Герой Зощенко, разумеется, не сумел бы проанализировать свое душевное состояние так глубоко и тонко, как это сделал автор вышеприведенных строк. Но сомневаться не приходится: зощенковская Дарья Васильевна Пилатова, которая заорала: «Ой, тошнехонько! Зарезали меня, подлецы. Вешайте трубку! Я не позволю в моей квартире с вождями разговаривать!» — испытывала совершенно те же чувства, какие испытал любимый ученик Хулио Хуренито.

Но хотя страх его был настолько велик, что он спрятался за тумбу и все время, пока Учитель и «важный коммунист» беседовали, так ни разу оттуда и носа не высунул, — ни одного слова этой замечательной беседы он не пропустил мимо ушей. И, как мы сейчас увидим, не зря. Потому что «важный коммунист» в своей беседе с Хулио Хуренито сообщил много ценного и интересного. И, кстати, как раз на интересующую нас тему.

— Сегодня в «Известиях» опубликован список расстрелянных...

Коммунист прервал Учителя возгласом:

— Это ужасно!

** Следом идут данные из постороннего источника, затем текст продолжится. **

//! Procedural macros for the Ryanvk capability engine.
//!
//! This crate provides:
//!
//! - `#[derive(Performer)]` - Builds a performer from the components of the
//!   staff that first needs it
//!
//! ```rust,ignore
//! use ryanvk::prelude::*;
//!
//! #[derive(Performer)]
//! #[performer(enter = "connect", exit = "close")]
//! struct QqPerformer {
//!     #[access]
//!     connection: Component<Connection>,
//!     #[access(name = "account", optional)]
//!     account: Component<u64>,
//!     sent: AtomicUsize,
//! }
//! ```
//!
//! The generated code refers to `::ryanvk_core`, so the crate using the derive
//! must depend on `ryanvk-core` directly.

mod performer;

use proc_macro::TokenStream;
use syn::{DeriveInput, parse_macro_input};

/// Derives `ryanvk_core::Performer`.
///
/// # Field attributes
///
/// - `#[access]` - Component named after the field, type `Component<T>`;
///   the constructing staff must carry it
/// - `#[access("name")]` or `#[access(name = "name")]` - Same, with an
///   explicit component name
/// - `#[access(optional)]` - Component that may be absent at construction
///
/// Components are read per call with `field.get(cx.staff())`, so values
/// added through `Staff::ext` reach the performer. Fields without
/// `#[access]` are initialised with `Default::default()` and shared by every
/// call.
///
/// # Container attributes
///
/// - `#[performer(enter = "method")]` - `async fn method(&self, staff: &Staff)
///   -> Result<(), BoxError>` runs once after construction
/// - `#[performer(exit = "method")]` - `async fn method(&self)
///   -> Result<(), BoxError>` runs from `Staff::shutdown`
#[proc_macro_derive(Performer, attributes(access, performer))]
pub fn derive_performer(input: TokenStream) -> TokenStream {
    let input = parse_macro_input!(input as DeriveInput);

    match performer::derive_performer(&input) {
        Ok(tokens) => tokens.into(),
        Err(err) => err.to_compile_error().into(),
    }
}
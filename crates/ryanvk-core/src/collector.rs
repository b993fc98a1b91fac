//! Collectors gather registrations for one performer type.
//!
//! ```ignore
//! let mut collector = Collector::<QqPerformer>::new("qq", "message");
//! collector
//!     .register(&SEND)
//!     .on("message", Selection::of::<Text>())
//!     .on("target", Selection::pattern("group.member"))
//!     .implement(|this, _cx, args| async move { this.send(args).await })?;
//! let artifacts = collector.close();
//! ```

use std::any::Any;
use std::fmt;
use std::future::Future;
use std::marker::PhantomData;
use std::sync::Arc;

use futures::FutureExt;
use indexmap::IndexMap;
use tracing::trace;

use crate::capability::{Capability, CapabilityId};
use crate::error::{BoxError, OverloadError, OverloadResult, StaffError};
use crate::overload::{Key, Selection, Strategy};
use crate::performer::{Performer, PerformerSlot};
use crate::staff::Invocation;
use crate::twin::{CollectorInfo, Handler, Twin, TwinId};

// =============================================================================
// Keys
// =============================================================================

/// One digested parameter of a registration.
#[derive(Debug, Clone, PartialEq, Eq, Hash)]
pub struct Signature {
    pub dimension: usize,
    pub param: &'static str,
    pub key: Key,
}

/// All signatures of a registration, in declaration order.
///
/// Two registrations with equal full keys compete for the same slot.
#[derive(Debug, Clone, Default, PartialEq, Eq, Hash)]
pub struct FullKey(Vec<Signature>);

impl FullKey {
    pub fn signatures(&self) -> &[Signature] {
        &self.0
    }

    pub fn is_empty(&self) -> bool {
        self.0.is_empty()
    }
}

impl fmt::Display for FullKey {
    fn fmt(&self, f: &mut fmt::Formatter<'_>) -> fmt::Result {
        f.write_str("[")?;
        for (i, s) in self.0.iter().enumerate() {
            if i > 0 {
                f.write_str(", ")?;
            }
            write!(f, "{}={}", s.param, s.key)?;
        }
        f.write_str("]")
    }
}

// =============================================================================
// Artifacts
// =============================================================================

/// Registrations of one capability inside one collector.
#[derive(Debug, Clone)]
pub(crate) struct PartialRecord {
    pub(crate) capability: &'static str,
    pub(crate) entities: IndexMap<FullKey, Twin>,
}

#[derive(Debug, Clone)]
pub(crate) struct Duplicate {
    pub(crate) capability: &'static str,
    pub(crate) key: FullKey,
}

struct ArtifactsInner {
    info: Arc<CollectorInfo>,
    performer: PerformerSlot,
    records: IndexMap<CapabilityId, PartialRecord>,
    duplicates: Vec<Duplicate>,
}

/// The closed output of a [`Collector`], ready to be composed.
#[derive(Clone)]
pub struct Artifacts {
    inner: Arc<ArtifactsInner>,
}

impl Artifacts {
    pub fn collector(&self) -> &CollectorInfo {
        &self.inner.info
    }

    pub fn performer(&self) -> &PerformerSlot {
        &self.inner.performer
    }

    /// Number of registered implementations.
    pub fn len(&self) -> usize {
        self.inner.records.values().map(|r| r.entities.len()).sum()
    }

    pub fn is_empty(&self) -> bool {
        self.len() == 0
    }

    /// Twins registered for `capability`, in registration order.
    pub fn twins<A, R>(&self, capability: &Capability<A, R>) -> Vec<Twin> {
        self.inner
            .records
            .get(&capability.id())
            .map(|r| r.entities.values().cloned().collect())
            .unwrap_or_default()
    }

    pub(crate) fn same_collector(&self, other: &Artifacts) -> bool {
        Arc::ptr_eq(&self.inner, &other.inner) || self.inner.info == other.inner.info
    }

    pub(crate) fn records(&self) -> impl Iterator<Item = (&CapabilityId, &PartialRecord)> {
        self.inner.records.iter()
    }

    pub(crate) fn duplicates(&self) -> &[Duplicate] {
        &self.inner.duplicates
    }
}

impl fmt::Debug for Artifacts {
    fn fmt(&self, f: &mut fmt::Formatter<'_>) -> fmt::Result {
        f.debug_struct("Artifacts")
            .field("collector", &format_args!("{}", self.inner.info))
            .field("performer", &self.inner.performer.name())
            .field("implementations", &self.len())
            .finish()
    }
}

// =============================================================================
// Collector
// =============================================================================

/// A registration scope bound to performer type `P`.
pub struct Collector<P> {
    info: Arc<CollectorInfo>,
    records: IndexMap<CapabilityId, PartialRecord>,
    duplicates: Vec<Duplicate>,
    _performer: PhantomData<fn() -> P>,
}

impl<P: Performer> Collector<P> {
    pub fn new(namespace: impl Into<String>, identify: impl Into<String>) -> Self {
        Self {
            info: Arc::new(CollectorInfo::new(namespace, identify)),
            records: IndexMap::new(),
            duplicates: Vec::new(),
            _performer: PhantomData,
        }
    }

    pub fn info(&self) -> &CollectorInfo {
        &self.info
    }

    /// Starts a registration of `capability`.
    pub fn register<A, R>(&mut self, capability: &Capability<A, R>) -> Registration<'_, P, A, R>
    where
        A: Send + 'static,
        R: Send + 'static,
    {
        Registration {
            collector: self,
            capability: capability.clone(),
            selections: Vec::new(),
            error: None,
        }
    }

    /// Finishes collecting and hands out the artifacts.
    pub fn close(self) -> Artifacts {
        Artifacts {
            inner: Arc::new(ArtifactsInner {
                info: self.info,
                performer: PerformerSlot::of::<P>(),
                records: self.records,
                duplicates: self.duplicates,
            }),
        }
    }

    fn insert(&mut self, capability: CapabilityId, name: &'static str, key: FullKey, twin: Twin) {
        let record = self.records.entry(capability).or_insert_with(|| PartialRecord {
            capability: name,
            entities: IndexMap::new(),
        });
        if record.entities.contains_key(&key) {
            // first registration keeps the slot; compose reports the clash
            self.duplicates.push(Duplicate {
                capability: name,
                key,
            });
            return;
        }
        trace!(
            collector = %self.info,
            capability = name,
            key = %key,
            twin = %twin.id(),
            "Registered implementation"
        );
        record.entities.insert(key, twin);
    }
}

impl<P> fmt::Debug for Collector<P> {
    fn fmt(&self, f: &mut fmt::Formatter<'_>) -> fmt::Result {
        f.debug_struct("Collector")
            .field("info", &format_args!("{}", self.info))
            .field("capabilities", &self.records.len())
            .finish()
    }
}

/// An in-progress registration, finished by [`Registration::implement`].
pub struct Registration<'c, P, A, R> {
    collector: &'c mut Collector<P>,
    capability: Capability<A, R>,
    selections: Vec<(&'static str, usize, Selection)>,
    error: Option<OverloadError>,
}

impl<P, A, R> Registration<'_, P, A, R>
where
    P: Performer,
    A: Send + 'static,
    R: Send + 'static,
{
    /// Selects the key this implementation is registered under for `param`.
    ///
    /// Singleton dimensions need no selection.
    pub fn on(mut self, param: &str, selection: impl Into<Selection>) -> Self {
        if self.error.is_some() {
            return self;
        }
        let capability = self.capability.name();
        match self.capability.param(param) {
            None => {
                self.error = Some(OverloadError::UnknownParam {
                    capability,
                    param: param.to_owned(),
                })
            }
            Some((_, _, declared))
                if self.selections.iter().any(|(n, _, _)| *n == declared.name()) =>
            {
                self.error = Some(OverloadError::DuplicateSelection {
                    capability,
                    param: param.to_owned(),
                })
            }
            Some((dimension, _, declared)) => {
                let name = declared.name();
                self.selections.push((name, dimension, selection.into()))
            }
        }
        self
    }

    fn full_key(&self) -> OverloadResult<FullKey> {
        let mut signatures = Vec::new();
        for (index, dimension) in self.capability.dimensions().iter().enumerate() {
            for param in dimension.params() {
                let selection = self
                    .selections
                    .iter()
                    .find(|(name, _, _)| *name == param.name())
                    .map(|(_, _, s)| s);
                let key = match (dimension.strategy(), selection) {
                    (Strategy::Singleton, _) => Key::Singleton,
                    (strategy, Some(selection)) => strategy.digest(param.name(), selection)?,
                    (_, None) => continue,
                };
                signatures.push(Signature {
                    dimension: index,
                    param: param.name(),
                    key,
                });
            }
        }
        Ok(FullKey(signatures))
    }

    /// Stores `handler` under the selected keys.
    ///
    /// The handler receives the shared performer instance, the invocation
    /// context (for `super_call`) and the call arguments.
    pub fn implement<F, Fut>(self, handler: F) -> OverloadResult<TwinId>
    where
        F: Fn(Arc<P>, Invocation<A, R>, A) -> Fut + Send + Sync + 'static,
        Fut: Future<Output = Result<R, BoxError>> + Send + 'static,
    {
        if let Some(error) = self.error {
            return Err(error);
        }
        let key = self.full_key()?;
        let capability = self.capability.name();

        let erased = Handler::<A, R>(Box::new(
            move |instance: Arc<dyn Any + Send + Sync>, invocation: Invocation<A, R>, args: A| {
                match instance.downcast::<P>() {
                    Ok(this) => handler(this, invocation, args).boxed(),
                    Err(_) => {
                        let err: BoxError = StaffError::ShapeMismatch { capability }.into();
                        futures::future::ready(Err(err)).boxed()
                    }
                }
            },
        ));

        let twin = Twin::new(
            capability,
            self.collector.info.clone(),
            PerformerSlot::of::<P>(),
            erased,
        );
        let id = twin.id();
        self.collector
            .insert(self.capability.id(), capability, key, twin);
        Ok(id)
    }
}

Но что делать — приходится!

Я не видал его лица, но по голосу понял, что он действительно удручен казнями, что слова его не дипломатическая отговорка, а искренняя жалость человека, вероятно, очень добродушного, никогда никого не обижавшего.

Он продолжал:

— Мы ведем человечество к лучшему будущему. Одни, которым это невыгодно, всячески мешают нам. Прячась за кусты, они стреляют в нас, взрывают дорогу, отодвигают желанный привал. Мы должны их устранять, убивая одного для спасения тысячи. Другие упираются, не понимая, что их же счастье впереди, боятся тяжкого перехода, цепляются за жалкую тень вчерашнего шалаша. Мы гоним их в рай железными бичами. Дезертира-красноармейца надо расстрелять для того, чтобы дети его, расстрелянного, познали бы всю сладость грядущей коммуны!..

Он вскочил, забегал по кабинету, заговорил уже без усмешки, быстро, отчаянно выкашливая слова:

— Зачем вы мне об этом говорите? Я сам знаю! Думаете — легко? Вам легко — глядеть! Им легко — повиноваться! Здесь — тяжесть, здесь — мука!.. Я под образами валяться не буду, замаливать грехи, руки отмывать не стану. Просто говорю — тяжело. Но так надо, слышите, иначе нельзя!

Вся эта система аргументов нам хорошо знакома. Великолепно известна она и интеллигенту, спрятавшемуся за тумбой. Но стоило только человеку, который секунду назад внушал интеллигенту этот мистический, иррациональный страх, заговорить на столь волнующую тему, как он, интеллигент, — уже и уши развесил.

Слова «важного коммуниста» произвели на любимого ученика Хулио Хуренито, сидящего за тумбой, весьма сильное впечатление. Настолько сильное, что он даже забыл за секунду о томящем его страхе и слегка высунул нос из-за тумбы.

Высунувшись, я увидел, как Учитель подбежал к нему и поцеловал его высокий, крутой лоб... Опомнился я только у кремлевских ворот, где часовой остановил меня и Хуренито, требуя пропуска.

— Учитель, зачем вы его поцеловали? От благоговения или из жалости?

Вопрос этот свидетельствует о том, что он и сам уже, размышляя о сложной личности «важного коммуниста», испытывает не один только страх, а еще что-то... Благоговение? Или жалость? Неважно. Важно, что «важный коммунист» для него уже не только носитель эмблемы власти (шапки Мономаха, портфеля, мандата), но и человек. Такой же интеллигент, утопист, мечтатель, как и он сам. Того же поля ягода. Еще немного — и его самого уговорят принять эмблему власти («какой-нибудь крошечный мандатик»), потому что нельзя же (стыдно!) отсиживаться за тумбой, когда совершается такое великое историческое дело...

И постепенно, незаметно для себя он тоже втянется в эту игру. А потом — лет сорок или пятьдесят спустя — опомнится. И начнет что-то такое стыдливо бормотать, пытаясь объяснить, как это получилось, что он так обмишулился.